:: Try it ::
Please write out every record below exactly as it stands.

:: Stored data entries ::
________________________________________

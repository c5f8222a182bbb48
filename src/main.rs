//! # watilog CLI
//!
//! Command-line interface for the watilog library.

use std::io;
use std::path::Path;
use std::process;
use std::time::Instant;

use clap::Parser as ClapParser;

use watilog::cli::{Cli, Command, ExportArgs, IngestArgs, ListArgs, SendersArgs, ShowArgs};
use watilog::config::IngestConfig;
use watilog::export;
use watilog::ingest::Ingestor;
use watilog::query::ListQuery;
use watilog::store::MessageStore;
use watilog::{Result, WatilogError};

fn main() {
    if let Err(e) = run() {
        eprintln!("❌ Error: {}", e);
        process::exit(1);
    }
}

fn run() -> Result<()> {
    let cli = <Cli as ClapParser>::parse();

    match cli.command {
        Command::Ingest(ref args) => cmd_ingest(&cli.db, args),
        Command::List(ref args) => cmd_list(&cli.db, args),
        Command::Show(ref args) => cmd_show(&cli.db, args),
        Command::Export(ref args) => cmd_export(&cli.db, args),
        Command::Senders(ref args) => cmd_senders(&cli.db, args),
    }
}

fn cmd_ingest(db: &str, args: &IngestArgs) -> Result<()> {
    let total_start = Instant::now();

    // Print header
    println!("📦 watilog v{}", env!("CARGO_PKG_VERSION"));
    println!("━━━━━━━━━━━━━━━━━━━━━━━━━━━━━━━━━━");
    println!("📂 Input:   {}", args.dir);
    println!("💾 Store:   {}", db);
    if args.truncate {
        println!("🧹 Mode:    Truncate before ingest");
    }
    println!();

    let config = IngestConfig::new()
        .with_extension(&args.extension)
        .with_excluded_substrings(args.excluded.clone())
        .with_batch_size(args.batch_size)
        .with_truncate(args.truncate);
    let ingestor = Ingestor::with_config(config);
    let mut store = MessageStore::open(db)?;

    println!("⏳ Ingesting export files...");
    let ingest_start = Instant::now();
    let report = ingestor.run(Path::new(&args.dir), &mut store)?;
    let ingest_time = ingest_start.elapsed();
    println!(
        "   {} files, {} messages ({:.2}s)",
        report.files_processed,
        report.messages_ingested,
        ingest_time.as_secs_f64()
    );

    if !report.is_clean() {
        println!();
        println!("⚠️  Skipped {} unreadable file(s):", report.files_skipped());
        for (path, reason) in &report.skipped {
            println!("   {}: {}", path.display(), reason);
        }
    }

    let total_time = total_start.elapsed();

    println!();
    println!("✅ Done! Messages stored in {}", db);

    // Summary
    println!();
    println!("📊 Summary:");
    println!("   Files:     {}", report.files_processed);
    println!("   Messages:  {}", report.messages_ingested);
    println!("   Human:     {}", report.human_messages);

    // Performance stats
    println!();
    println!("⚡ Performance:");
    println!("   Total time:  {:.2}s", total_time.as_secs_f64());
    let msgs_per_sec = report.messages_ingested as f64 / total_time.as_secs_f64();
    println!("   Throughput:  {:.0} messages/sec", msgs_per_sec);

    Ok(())
}

fn cmd_list(db: &str, args: &ListArgs) -> Result<()> {
    let mut query = ListQuery::new()
        .with_limit(args.limit)
        .with_offset(args.offset);
    if let Some(ref term) = args.search {
        query = query.with_search(term);
    }
    if let Some(ref since) = args.since {
        query = query.with_since(since)?;
    }
    if let Some(ref until) = args.until {
        query = query.with_until(until)?;
    }
    if !args.all {
        query = query.with_days(args.days);
    }

    let Some(store) = open_store(db) else {
        return Ok(());
    };
    let summaries = match store.list_conversations(&query) {
        Ok(summaries) => summaries,
        Err(e) => {
            report_query_failure(&e);
            return Ok(());
        }
    };

    println!("💬 {} conversation(s)", summaries.len());
    println!("━━━━━━━━━━━━━━━━━━━━━━━━━━━━━━━━━━");
    if summaries.is_empty() {
        println!("   (no conversations match)");
        return Ok(());
    }
    for summary in &summaries {
        println!(
            "   {:<28} {:>6} msgs   last {}",
            summary.source_id, summary.count, summary.last_active
        );
        println!("      {}: {}", summary.last_sender, summary.preview_line(60));
    }

    Ok(())
}

fn cmd_show(db: &str, args: &ShowArgs) -> Result<()> {
    let Some(store) = open_store(db) else {
        return Ok(());
    };
    let records = match store.conversation_history(&args.source_id, args.include_automated) {
        Ok(records) => records,
        Err(e) => {
            report_query_failure(&e);
            return Ok(());
        }
    };

    println!("💬 {} ({} message(s))", args.source_id, records.len());
    println!("━━━━━━━━━━━━━━━━━━━━━━━━━━━━━━━━━━");
    for record in &records {
        println!("[{}] {}: {}", record.timestamp, record.sender, record.body);
    }

    Ok(())
}

fn cmd_export(db: &str, args: &ExportArgs) -> Result<()> {
    let Some(store) = open_store(db) else {
        return Ok(());
    };

    if args.output == "-" {
        let records = match store.bulk_history(&args.source_ids) {
            Ok(records) => records,
            Err(e) => {
                report_query_failure(&e);
                return Ok(());
            }
        };
        export::write_jsonl(&records, io::stdout().lock())?;
        return Ok(());
    }

    match export::export_conversations(&store, &args.source_ids, Path::new(&args.output)) {
        Ok(count) => println!("✅ Exported {} message(s) to {}", count, args.output),
        Err(e) if e.is_storage() => report_query_failure(&e),
        Err(e) => return Err(e),
    }

    Ok(())
}

fn cmd_senders(db: &str, args: &SendersArgs) -> Result<()> {
    let Some(store) = open_store(db) else {
        return Ok(());
    };
    let senders = match store.distinct_senders(!args.all) {
        Ok(senders) => senders,
        Err(e) => {
            report_query_failure(&e);
            return Ok(());
        }
    };

    println!("👤 {} sender(s)", senders.len());
    println!("━━━━━━━━━━━━━━━━━━━━━━━━━━━━━━━━━━");
    for sender in &senders {
        println!("   {}", sender);
    }

    Ok(())
}

/// Opens the store, downgrading failures to a warning so read commands
/// exit cleanly with empty output instead of aborting.
fn open_store(db: &str) -> Option<MessageStore> {
    match MessageStore::open(db) {
        Ok(store) => Some(store),
        Err(e) => {
            report_query_failure(&e);
            None
        }
    }
}

fn report_query_failure(e: &WatilogError) {
    eprintln!("⚠️  Query failed: {}", e);
}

________________________________________

:: Response ::
repository c5f8222a182bbb48
filename src/main.rs
//! # watilog CLI
//!
//! Command-line interface for the watilog library.

use std::io;
use std::path::Path;
use std::process;
use std::time::Instant;

use clap::Parser as ClapParser;

use watilog::cli::{Cli, Command, ExportArgs, IngestArgs, ListArgs, SendersArgs, ShowArgs};
use watilog::config::IngestConfig;
use watilog::export;
use watilog::ingest::Ingestor;
use watilog::query::ListQuery;
use watilog::store::MessageStore;
use watilog::{Result, WatilogError};

fn main() {
    if let Err(e) = run() {
        eprintln!("❌ Error: {}", e);
        process::exit(1);
    }
}

fn run() -> Result<()> {
    let cli = <Cli as ClapParser>::parse();

    match cli.command {
        Command::Ingest(ref args) => cmd_ingest(&cli.db, args),
        Command::List(ref args) => cmd_list(&cli.db, args),
        Command::Show(ref args) => cmd_show(&cli.db, args),
        Command::Export(ref args) => cmd_export(&cli.db, args),
        Command::Senders(ref args) => cmd_senders(&cli.db, args),
    }
}

fn cmd_ingest(db: &str, args: &IngestArgs) -> Result<()> {
    let total_start = Instant::now();

    // Print header
    println!("📦 watilog v{}", env!("CARGO_PKG_VERSION"));
    println!("━━━━━━━━━━━━━━━━━━━━━━━━━━━━━━━━━━");
    println!("📂 Input:   {}", args.dir);
    println!("💾 Store:   {}", db);
    if args.truncate {
        println!("🧹 Mode:    Truncate before ingest");
    }
    println!();

    let config = IngestConfig::new()
        .with_extension(&args.extension)
        .with_excluded_substrings(args.excluded.clone())
        .with_batch_size(args.batch_size)
        .with_truncate(args.truncate);
    let ingestor = Ingestor::with_config(config);
    let mut store = MessageStore::open(db)?;

    println!("⏳ Ingesting export files...");
    let ingest_start = Instant::now();
    let report = ingestor.run(Path::new(&args.dir), &mut store)?;
    let ingest_time = ingest_start.elapsed();
    println!(
        "   {} files, {} messages ({:.2}s)",
        report.files_processed,
        report.messages_ingested,
        ingest_time.as_secs_f64()
    );

    if !report.is_clean() {
        println!();
        println!("⚠️  Skipped {} unreadable file(s):", report.files_skipped());
        for (path, reason) in &report.skipped {
            println!("   {}: {}", path.display(), reason);
        }
    }

    let total_time = total_start.elapsed();

    println!();
    println!("✅ Done! Messages stored in {}", db);

    // Summary
    println!();
    println!("📊 Summary:");
    println!("   Files:     {}", report.files_processed);
    println!("   Messages:  {}", report.messages_ingested);
    println!("   Human:     {}", report.human_messages);

    // Performance stats
    println!();
    println!("⚡ Performance:");
    println!("   Total time:  {:.2}s", total_time.as_secs_f64());
    let msgs_per_sec = report.messages_ingested as f64 / total_time.as_secs_f64();
    println!("   Throughput:  {:.0} messages/sec", msgs_per_sec);

    Ok(())
}

fn cmd_list(db: &str, args: &ListArgs) -> Result<()> {
    let mut query = ListQuery::new()
        .with_limit(args.limit)
        .with_offset(args.offset);
    if let Some(ref term) = args.search {
        query = query.with_search(term);
    }
    if let Some(ref since) = args.since {
        query = query.with_since(since)?;
    }
    if let Some(ref until) = args.until {
        query = query.with_until(until)?;
    }
    if !args.all {
        query = query.with_days(args.days);
    }

    let Some(store) = open_store(db) else {
        return Ok(());
    };
    let summaries = match store.list_conversations(&query) {
        Ok(summaries) => summaries,
        Err(e) => {
            report_query_failure(&e);
            return Ok(());
        }
    };

    println!("💬 {} conversation(s)", summaries.len());
    println!("━━━━━━━━━━━━━━━━━━━━━━━━━━━━━━━━━━");
    if summaries.is_empty() {
        println!("   (no conversations match)");
        return Ok(());
    }
    for summary in &summaries {
        println!(
            "   {:<28} {:>6} msgs   last {}",
            summary.source_id, summary.count, summary.last_active
        );
        println!("      {}: {}", summary.last_sender, summary.preview_line(60));
    }

    Ok(())
}

fn cmd_show(db: &str, args: &ShowArgs) -> Result<()> {
    let Some(store) = open_store(db) else {
        return Ok(());
    };
    let records = match store.conversation_history(&args.source_id, args.include_automated) {
        Ok(records) => records,
        Err(e) => {
            report_query_failure(&e);
            return Ok(());
        }
    };

    println!("💬 {} ({} message(s))", args.source_id, records.len());
    println!("━━━━━━━━━━━━━━━━━━━━━━━━━━━━━━━━━━");
    for record in &records {
        println!("[{}] {}: {}", record.timestamp, record.sender, record.body);
    }

    Ok(())
}

fn cmd_export(db: &str, args: &ExportArgs) -> Result<()> {
    let Some(store) = open_store(db) else {
        return Ok(());
    };

    if args.output == "-" {
        let records = match store.bulk_history(&args.source_ids) {
            Ok(records) => records,
            Err(e) => {
                report_query_failure(&e);
                return Ok(());
            }
        };
        export::write_jsonl(&records, io::stdout().lock())?;
        return Ok(());
    }

    match export::export_conversations(&store, &args.source_ids, Path::new(&args.output)) {
        Ok(count) => println!("✅ Exported {} message(s) to {}", count, args.output),
        Err(e) if e.is_storage() => report_query_failure(&e),
        Err(e) => return Err(e),
    }

    Ok(())
}

fn cmd_senders(db: &str, args: &SendersArgs) -> Result<()> {
    let Some(store) = open_store(db) else {
        return Ok(());
    };
    let senders = match store.distinct_senders(!args.all) {
        Ok(senders) => senders,
        Err(e) => {
            report_query_failure(&e);
            return Ok(());
        }
    };

    println!("👤 {} sender(s)", senders.len());
    println!("━━━━━━━━━━━━━━━━━━━━━━━━━━━━━━━━━━");
    for sender in &senders {
        println!("   {}", sender);
    }

    Ok(())
}

/// Opens the store, downgrading failures to a warning so read commands
/// exit cleanly with empty output instead of aborting.
fn open_store(db: &str) -> Option<MessageStore> {
    match MessageStore::open(db) {
        Ok(store) => Some(store),
        Err(e) => {
            report_query_failure(&e);
            None
        }
    }
}

fn report_query_failure(e: &WatilogError) {
    eprintln!("⚠️  Query failed: {}", e);
}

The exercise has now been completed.